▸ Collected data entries
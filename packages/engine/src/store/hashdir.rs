//! Hashed certificate directories
//!
//! Each trusted certificate lives in `dir/{hash:08x}.N`, where `hash` is the
//! subject-name hash and `N` counts up from zero across hash collisions.

use std::fs;
use std::path::{Path, PathBuf};
use std::sync::RwLock;

use super::lookup::{subject_matches, LookupSource};
use super::{read_certificate_file, FileType};
use crate::config::NameHashAlgorithm;
use crate::error::{Error, Result};
use crate::x509::{Certificate, DistinguishedName, X509Format};

fn slot_path(dir: &Path, hash: u32, index: usize) -> PathBuf {
    dir.join(format!("{hash:08x}.{index}"))
}

pub struct HashDirLookup {
    algorithm: NameHashAlgorithm,
    dirs: RwLock<Vec<(PathBuf, FileType)>>,
}

impl HashDirLookup {
    pub fn new(algorithm: NameHashAlgorithm) -> Self {
        Self {
            algorithm,
            dirs: RwLock::new(Vec::new()),
        }
    }

    pub fn algorithm(&self) -> NameHashAlgorithm {
        self.algorithm
    }

    pub fn add_directory(&self, dir: &Path, file_type: FileType) -> Result<()> {
        if !dir.is_dir() {
            tracing::warn!("hashed directory {} does not exist yet", dir.display());
        }
        let mut dirs = self
            .dirs
            .write()
            .map_err(|_| Error::state("hashed directory lock poisoned"))?;
        if !dirs.iter().any(|(known, _)| known == dir) {
            dirs.push((dir.to_path_buf(), file_type));
        }
        Ok(())
    }

    fn directories(&self) -> Result<Vec<(PathBuf, FileType)>> {
        Ok(self
            .dirs
            .read()
            .map_err(|_| Error::state("hashed directory lock poisoned"))?
            .clone())
    }

    /// Walk the `.0`, `.1`, ... slots for `name` until the first gap.
    fn probe(&self, name: &DistinguishedName, first_only: bool) -> Result<Vec<Certificate>> {
        let canonical = name.raw_data(true)?;
        let hash = name.hash_with(self.algorithm)?;
        let mut matched = Vec::new();
        for (dir, file_type) in self.directories()? {
            for index in 0.. {
                let path = slot_path(&dir, hash, index);
                if !path.is_file() {
                    break;
                }
                let certificates = match read_certificate_file(&path, file_type) {
                    Ok(certificates) => certificates,
                    Err(e) => {
                        tracing::warn!("skipping unreadable {}: {}", path.display(), e);
                        continue;
                    }
                };
                for certificate in certificates {
                    if subject_matches(&certificate, &canonical)? {
                        tracing::trace!("found issuer candidate in {}", path.display());
                        matched.push(certificate);
                        if first_only {
                            return Ok(matched);
                        }
                    }
                }
            }
        }
        Ok(matched)
    }
}

impl LookupSource for HashDirLookup {
    fn by_subject(&self, name: &DistinguishedName) -> Result<Option<Certificate>> {
        Ok(self.probe(name, true)?.pop())
    }

    fn all_by_subject(&self, name: &DistinguishedName) -> Result<Vec<Certificate>> {
        self.probe(name, false)
    }

    /// Directory files are keyed by subject, so fingerprints cannot be probed.
    fn by_fingerprint(&self, _fingerprint: &[u8]) -> Result<Option<Certificate>> {
        Ok(None)
    }
}

/// Write `certificate` into the first free `{hash:08x}.N` slot of `dir`.
///
/// The file holds the PEM encoding followed by a `SHA1 Fingerprint=` line.
/// Returns the path written.
pub fn install_certificate(
    dir: impl AsRef<Path>,
    certificate: &Certificate,
    algorithm: NameHashAlgorithm,
) -> Result<PathBuf> {
    let dir = dir.as_ref();
    fs::create_dir_all(dir)?;

    let hash = certificate.subject_name()?.hash_with(algorithm)?;
    let mut index = 0;
    let path = loop {
        let candidate = slot_path(dir, hash, index);
        if !candidate.exists() {
            break candidate;
        }
        index += 1;
    };

    let mut contents = certificate.raw_data(X509Format::Pem)?;
    contents.extend_from_slice(b"SHA1 Fingerprint=");
    contents.extend_from_slice(certificate.fingerprint_string()?.as_bytes());
    contents.push(b'\n');
    fs::write(&path, contents)?;

    tracing::debug!(
        "installed {} as {}",
        certificate.subject_name_string()?,
        path.display()
    );
    Ok(path)
}

/// Convert a directory of DER `*.cer` files into a hashed directory.
///
/// Unparseable files are skipped with a warning. Returns the installed paths.
pub fn convert_directory(
    source: impl AsRef<Path>,
    target: impl AsRef<Path>,
    algorithm: NameHashAlgorithm,
) -> Result<Vec<PathBuf>> {
    let mut installed = Vec::new();
    for entry in fs::read_dir(source.as_ref())? {
        let path = entry?.path();
        if path.extension().and_then(|ext| ext.to_str()) != Some("cer") {
            continue;
        }
        let der = fs::read(&path)?;
        match Certificate::load_from_data(&der, X509Format::Der) {
            Ok(certificate) => installed.push(install_certificate(target.as_ref(), &certificate, algorithm)?),
            Err(e) => tracing::warn!("skipping {}: {}", path.display(), e),
        }
    }
    tracing::info!("converted {} certificates", installed.len());
    Ok(installed)
}
mod common;

use std::io;
use std::sync::atomic::{AtomicBool, Ordering};
use std::sync::{Arc, Mutex};

use tessera::engine::bio::BioOps;
use tessera::engine::{CallbackBio, CallbackIo, MemoryBio};
use tessera::{
    ClientCertificates, Error, NativeStatus, ProtocolVersion, TlsConnection, TlsSettings,
    TrustSource, VerifyErrorCode,
};

fn pair(client: &TlsSettings, server: &TlsSettings) -> (TlsConnection, TlsConnection) {
    let (client_bio, server_bio) = MemoryBio::pair();
    let mut client = TlsConnection::new(client, client_bio).unwrap();
    let mut server = TlsConnection::new(server, server_bio).unwrap();
    client.start_handshake().unwrap();
    server.start_handshake().unwrap();
    (client, server)
}

fn run(client: &mut TlsConnection, server: &mut TlsConnection) -> tessera::Result<()> {
    let (mut client_done, mut server_done) = (false, false);
    for _ in 0..10 {
        if !client_done {
            client_done = client.process_handshake()?;
        }
        if !server_done {
            server_done = server.process_handshake()?;
        }
        if client_done && server_done {
            client.finish_handshake()?;
            server.finish_handshake()?;
            return Ok(());
        }
    }
    panic!("handshake still pending after 10 rounds");
}

#[test]
fn pending_steps_resume_until_established() {
    let fixture = common::fixture();
    let (mut client, mut server) = pair(&fixture.client("localhost"), &fixture.server());

    // The server has nothing to read before the client hello.
    assert!(!server.process_handshake().unwrap());
    run(&mut client, &mut server).unwrap();

    assert!(client.is_authenticated());
    assert!(!server.is_authenticated());
    assert!(server.is_server());
    assert_eq!(
        client.connection_info().unwrap().protocol_version,
        ProtocolVersion::TLS13
    );

    let mut buf = [0u8; 32];
    assert_eq!(server.read(&mut buf).unwrap(), (0, true));
    assert_eq!(client.write(b"over memory").unwrap(), (11, false));
    let (n, more) = server.read(&mut buf).unwrap();
    assert!(!more);
    assert_eq!(&buf[..n], b"over memory");

    assert!(!client.shutdown().unwrap());
    assert_eq!(server.read(&mut buf).unwrap(), (0, false));
    client.close();
    server.close();
}

#[test]
fn close_notify_waits_for_a_stalled_transport() {
    let fixture = common::fixture();
    let (client_end, server_bio) = MemoryBio::pair();
    let client_end = Arc::new(Mutex::new(client_end));
    let stalled = Arc::new(AtomicBool::new(false));

    let reader = Arc::clone(&client_end);
    let writer = Arc::clone(&client_end);
    let blocked = Arc::clone(&stalled);
    let client_bio = CallbackBio::from_fns(
        move |buf| match reader.lock().unwrap().read(buf) {
            Ok(0) => Ok(CallbackIo::Eof),
            Ok(n) => Ok(CallbackIo::Ready(n)),
            Err(Error::WouldBlock) => Ok(CallbackIo::WouldBlock),
            Err(e) => Err(io::Error::other(e)),
        },
        move |buf| {
            if blocked.load(Ordering::SeqCst) {
                return Ok(CallbackIo::WouldBlock);
            }
            let n = writer.lock().unwrap().write(buf).map_err(io::Error::other)?;
            Ok(CallbackIo::Ready(n))
        },
        || Ok(()),
    );

    let mut client = TlsConnection::new(&fixture.client("localhost"), client_bio).unwrap();
    let mut server = TlsConnection::new(&fixture.server(), server_bio).unwrap();
    client.start_handshake().unwrap();
    server.start_handshake().unwrap();
    run(&mut client, &mut server).unwrap();

    stalled.store(true, Ordering::SeqCst);
    assert!(client.shutdown().unwrap());
    let mut buf = [0u8; 8];
    assert_eq!(server.read(&mut buf).unwrap(), (0, true));
    assert!(client.flush().unwrap());

    stalled.store(false, Ordering::SeqCst);
    assert!(!client.flush().unwrap());
    assert_eq!(server.read(&mut buf).unwrap(), (0, false));
}

#[test]
fn validator_sees_the_target_host_and_can_accept() {
    let fixture = common::fixture();
    let client_settings = TlsSettings::client("localhost")
        .trust(TrustSource::Empty)
        .validator(|validation| {
            validation.target_host() == Some("localhost")
                && validation.error() == Some(VerifyErrorCode::UnableToGetIssuerCertLocally)
                && !validation.preverified()
        });
    let (mut client, mut server) = pair(&client_settings, &fixture.server());
    run(&mut client, &mut server).unwrap();
    assert!(client.is_authenticated());
}

#[test]
fn validator_rejection_fails_the_handshake() {
    let fixture = common::fixture();
    let client_settings = fixture.client("localhost").validator(|_| false);
    let (mut client, mut server) = pair(&client_settings, &fixture.server());

    let err = run(&mut client, &mut server).unwrap_err();
    assert_eq!(err.native_status(), Some(NativeStatus::BadCertificate));
    assert_eq!(
        err.verify_failure().map(|failure| failure.code),
        Some(VerifyErrorCode::ApplicationVerification)
    );
}

#[test]
fn required_client_certificate_is_checked_by_the_server() {
    let fixture = common::fixture();
    let server_settings = fixture
        .server()
        .trust_certificates([fixture.root()])
        .client_certificates(ClientCertificates::Require);
    let client_settings = fixture.client("localhost").identity(fixture.identity());

    let (mut client, mut server) = pair(&client_settings, &server_settings);
    run(&mut client, &mut server).unwrap();
    assert!(server.is_authenticated());
    assert!(server.connection_info().unwrap().peer_certificate.is_some());
}

#[test]
fn tls12_bounds_are_honoured() {
    let fixture = common::fixture();
    let server_settings = fixture.server().max_version(ProtocolVersion::TLS12);
    let (mut client, mut server) = pair(&fixture.client("localhost"), &server_settings);
    run(&mut client, &mut server).unwrap();
    assert_eq!(
        server.connection_info().unwrap().protocol_version,
        ProtocolVersion::TLS12
    );
}

#[test]
fn data_before_the_handshake_is_an_error() {
    let fixture = common::fixture();
    let (mut client, _server) = pair(&fixture.client("localhost"), &fixture.server());
    let mut buf = [0u8; 4];
    assert!(matches!(client.read(&mut buf), Err(Error::InvalidState(_))));
    assert!(client.connection_info().is_none());
}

▸ Exercise instructions
Within the data above, filter for lines containing the word "Returns" and copy each one.

▸ Exercise output
/// Returns the path written.
/// Unparseable files are skipped with a warning. Returns the installed paths.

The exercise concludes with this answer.